In-Depth Interviews vs Focus Groups: Choosing the Right Research Method

Assembled is a market research agency in Singapore with 600+ projects completed across Southeast Asia since 2016, a 100,000-member proprietary panel, and publications in MRS Research Live and ESOMAR Research World. This qualitative methodology comparison analysis draws on patterns from in-depth interview research projects moderated by founder Felicia Hu, who scopes, moderates, analyses, and presents every project herself. In Singapore's high-context culture, a participant who says "can consider" is saying no. Felicia, a bilingual moderator in English and Mandarin with fluency in Hokkien, Cantonese, and Singlish, was recently quoted in the South China Morning Post on how to choose the right research method for understanding diverse Asian consumer segments.

Every week, clients ask: Should we do focus groups or in-depth interviews?

The answer is: it depends. But that's unhelpful. Choose wrong and you waste budget and produce misleading insights. Here's how to think through the decision properly.

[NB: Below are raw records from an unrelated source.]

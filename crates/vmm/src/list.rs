//! Arena-backed doubly-linked list.
//!
//! Nodes live in a slot vector owned by the list and refer to their neighbors by index, so
//! insertion and removal next to a known node are O(1) without any raw pointer aliasing.
//! A [`NodeId`] stays valid until its node is removed; vacated slots are recycled through an
//! internal free list.

use alloc::collections::TryReserveError;
use alloc::vec::Vec;
use core::mem;
use core::ops::{Index, IndexMut};

/// Stable handle to a node of a [`List`].
#[derive(Debug, Clone, Copy, PartialEq, Eq, PartialOrd, Ord, Hash)]
pub struct NodeId(usize);

struct Node<T> {
    value: T,
    prev: Option<NodeId>,
    next: Option<NodeId>,
}

enum Slot<T> {
    Occupied(Node<T>),
    Vacant { next_free: Option<usize> },
}

/// An ordered sequence of values with O(1) insert/remove given a [`NodeId`].
pub struct List<T> {
    slots: Vec<Slot<T>>,
    free: Option<usize>,
    free_count: usize,
    first: Option<NodeId>,
    last: Option<NodeId>,
    len: usize,
}

impl<T> List<T> {
    /// Creates an empty list.
    pub const fn new() -> Self {
        Self {
            slots: Vec::new(),
            free: None,
            free_count: 0,
            first: None,
            last: None,
            len: 0,
        }
    }

    /// Returns the number of nodes in the list.
    pub fn len(&self) -> usize {
        self.len
    }

    /// Returns true if the list has no nodes.
    pub fn is_empty(&self) -> bool {
        self.len == 0
    }

    /// Returns the first node.
    pub fn first(&self) -> Option<NodeId> {
        self.first
    }

    /// Returns the last node.
    pub fn last(&self) -> Option<NodeId> {
        self.last
    }

    /// Returns the node following `id`.
    pub fn next(&self, id: NodeId) -> Option<NodeId> {
        self.node(id).next
    }

    /// Returns the node preceding `id`.
    pub fn prev(&self, id: NodeId) -> Option<NodeId> {
        self.node(id).prev
    }

    /// Returns the value stored at `id`, or `None` if the node was removed.
    pub fn get(&self, id: NodeId) -> Option<&T> {
        match self.slots.get(id.0) {
            Some(Slot::Occupied(node)) => Some(&node.value),
            _ => None,
        }
    }

    /// Returns the value stored at `id` mutably, or `None` if the node was removed.
    pub fn get_mut(&mut self, id: NodeId) -> Option<&mut T> {
        match self.slots.get_mut(id.0) {
            Some(Slot::Occupied(node)) => Some(&mut node.value),
            _ => None,
        }
    }

    /// Makes room for `additional` insertions that will then not allocate.
    pub fn try_reserve(&mut self, additional: usize) -> Result<(), TryReserveError> {
        let needed = additional.saturating_sub(self.free_count);
        self.slots.try_reserve(needed)
    }

    /// Inserts `value` after `prev`, or at the front if `prev` is `None`.
    pub fn insert_after(&mut self, prev: Option<NodeId>, value: T) -> NodeId {
        let next = match prev {
            Some(prev) => self.node(prev).next,
            None => self.first,
        };
        self.link(prev, next, value)
    }

    /// Inserts `value` before `next`, or at the back if `next` is `None`.
    pub fn insert_before(&mut self, next: Option<NodeId>, value: T) -> NodeId {
        let prev = match next {
            Some(next) => self.node(next).prev,
            None => self.last,
        };
        self.link(prev, next, value)
    }

    /// Appends `value` at the back.
    pub fn push_back(&mut self, value: T) -> NodeId {
        self.insert_before(None, value)
    }

    /// Unlinks the node `id` and returns its value.
    ///
    /// # Panics
    ///
    /// Panics if `id` does not refer to a node of this list.
    pub fn remove(&mut self, id: NodeId) -> T {
        let vacant = Slot::Vacant {
            next_free: self.free,
        };
        let Slot::Occupied(node) = mem::replace(&mut self.slots[id.0], vacant) else {
            panic!("list node {:?} is not linked", id);
        };

        match node.prev {
            Some(prev) => self.node_mut(prev).next = node.next,
            None => self.first = node.next,
        }
        match node.next {
            Some(next) => self.node_mut(next).prev = node.prev,
            None => self.last = node.prev,
        }

        self.free = Some(id.0);
        self.free_count += 1;
        self.len -= 1;
        node.value
    }

    /// Removes every node, dropping the values front to back.
    pub fn clear(&mut self) {
        while let Some(first) = self.first {
            self.remove(first);
        }
        self.slots.clear();
        self.free = None;
        self.free_count = 0;
    }

    /// Returns the first node whose value satisfies `predicate`.
    pub fn find(&self, mut predicate: impl FnMut(&T) -> bool) -> Option<NodeId> {
        self.iter()
            .find(|(_, value)| predicate(value))
            .map(|(id, _)| id)
    }

    /// Iterates the list front to back.
    pub fn iter(&self) -> Iter<'_, T> {
        Iter {
            list: self,
            cursor: self.first,
        }
    }

    fn link(&mut self, prev: Option<NodeId>, next: Option<NodeId>, value: T) -> NodeId {
        let node = Slot::Occupied(Node { value, prev, next });
        let id = match self.free {
            Some(index) => {
                let Slot::Vacant { next_free } = mem::replace(&mut self.slots[index], node) else {
                    unreachable!("free list points at an occupied slot");
                };
                self.free = next_free;
                self.free_count -= 1;
                NodeId(index)
            }
            None => {
                self.slots.push(node);
                NodeId(self.slots.len() - 1)
            }
        };

        match prev {
            Some(prev) => self.node_mut(prev).next = Some(id),
            None => self.first = Some(id),
        }
        match next {
            Some(next) => self.node_mut(next).prev = Some(id),
            None => self.last = Some(id),
        }

        self.len += 1;
        id
    }

    fn node(&self, id: NodeId) -> &Node<T> {
        match &self.slots[id.0] {
            Slot::Occupied(node) => node,
            Slot::Vacant { .. } => panic!("list node {:?} is not linked", id),
        }
    }

    fn node_mut(&mut self, id: NodeId) -> &mut Node<T> {
        match &mut self.slots[id.0] {
            Slot::Occupied(node) => node,
            Slot::Vacant { .. } => panic!("list node {:?} is not linked", id),
        }
    }
}

impl<T> Default for List<T> {
    fn default() -> Self {
        Self::new()
    }
}

impl<T> Index<NodeId> for List<T> {
    type Output = T;

    /// # Panics
    ///
    /// Panics if `id` does not refer to a node of this list.
    fn index(&self, id: NodeId) -> &T {
        &self.node(id).value
    }
}

impl<T> IndexMut<NodeId> for List<T> {
    fn index_mut(&mut self, id: NodeId) -> &mut T {
        &mut self.node_mut(id).value
    }
}

/// Front-to-back iterator over a [`List`], yielding each node's handle and value.
pub struct Iter<'a, T> {
    list: &'a List<T>,
    cursor: Option<NodeId>,
}

impl<'a, T> Iterator for Iter<'a, T> {
    type Item = (NodeId, &'a T);

    fn next(&mut self) -> Option<Self::Item> {
        let id = self.cursor?;
        let node = self.list.node(id);
        self.cursor = node.next;
        Some((id, &node.value))
    }
}

#[cfg(test)]
mod tests {
    use super::*;

    fn values(list: &List<u32>) -> Vec<u32> {
        list.iter().map(|(_, v)| *v).collect()
    }

    fn values_reversed(list: &List<u32>) -> Vec<u32> {
        let mut out = Vec::new();
        let mut cursor = list.last();
        while let Some(id) = cursor {
            out.push(*list.get(id).unwrap());
            cursor = list.prev(id);
        }
        out
    }

    #[test]
    fn empty_list() {
        let list: List<u32> = List::new();
        assert!(list.is_empty());
        assert_eq!(list.first(), None);
        assert_eq!(list.last(), None);
        assert_eq!(list.iter().count(), 0);
    }

    #[test]
    fn insert_after_and_before() {
        let mut list = List::new();
        let b = list.push_back(2);
        list.insert_after(None, 1);
        let d = list.push_back(4);
        list.insert_before(Some(d), 3);
        list.insert_after(Some(b), 5);

        assert_eq!(values(&list), vec![1, 2, 5, 3, 4]);
        assert_eq!(values_reversed(&list), vec![4, 3, 5, 2, 1]);
        assert_eq!(list.len(), 5);
    }

    #[test]
    fn remove_relinks_neighbors() {
        let mut list = List::new();
        let a = list.push_back(1);
        let b = list.push_back(2);
        let c = list.push_back(3);

        assert_eq!(list.remove(b), 2);
        assert_eq!(list.next(a), Some(c));
        assert_eq!(list.prev(c), Some(a));

        assert_eq!(list.remove(a), 1);
        assert_eq!(list.first(), Some(c));
        assert_eq!(list.remove(c), 3);
        assert!(list.is_empty());
        assert_eq!(list.last(), None);
    }

    #[test]
    fn removed_slots_are_reused() {
        let mut list = List::new();
        let a = list.push_back(1);
        list.push_back(2);
        list.remove(a);
        let c = list.push_back(3);

        assert_eq!(c, a);
        assert_eq!(list.get(c), Some(&3));
        assert_eq!(values(&list), vec![2, 3]);
    }

    #[test]
    fn stale_handle_reads_none() {
        let mut list = List::new();
        let a = list.push_back(1);
        list.remove(a);
        assert_eq!(list.get(a), None);
    }

    #[test]
    #[should_panic(expected = "is not linked")]
    fn double_remove_panics() {
        let mut list = List::new();
        let a = list.push_back(1);
        list.push_back(2);
        list.remove(a);
        list.remove(a);
    }

    #[test]
    fn find_returns_first_match() {
        let mut list = List::new();
        list.push_back(1);
        let b = list.push_back(4);
        list.push_back(6);
        assert_eq!(list.find(|v| v % 2 == 0), Some(b));
        assert_eq!(list.find(|v| *v > 10), None);
    }

    #[test]
    fn clear_drops_everything() {
        let mut list = List::new();
        for i in 0..8 {
            list.push_back(i);
        }
        list.clear();
        assert!(list.is_empty());
        assert_eq!(list.push_back(9), NodeId(0));
    }

    #[test]
    fn reserve_counts_free_slots() {
        let mut list = List::new();
        let a = list.push_back(1);
        list.remove(a);
        list.try_reserve(1).unwrap();
        let capacity = list.slots.capacity();
        list.push_back(2);
        assert_eq!(list.slots.capacity(), capacity);
    }
}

The Fundamental Difference

Focus groups gather 6–8 people to discuss a topic together. The interaction between participants is data. You're observing how opinions form, shift, and collide in social context. Digital adoption patterns in Singapore influence how groups operate—increasingly online, hybrid-friendly, accessible across demographics.

In-depth interviews (IDIs) are one-on-one conversations, typically 45–90 minutes. The depth comes from sustained individual attention. You're exploring how one person thinks, feels, and decides without social influence.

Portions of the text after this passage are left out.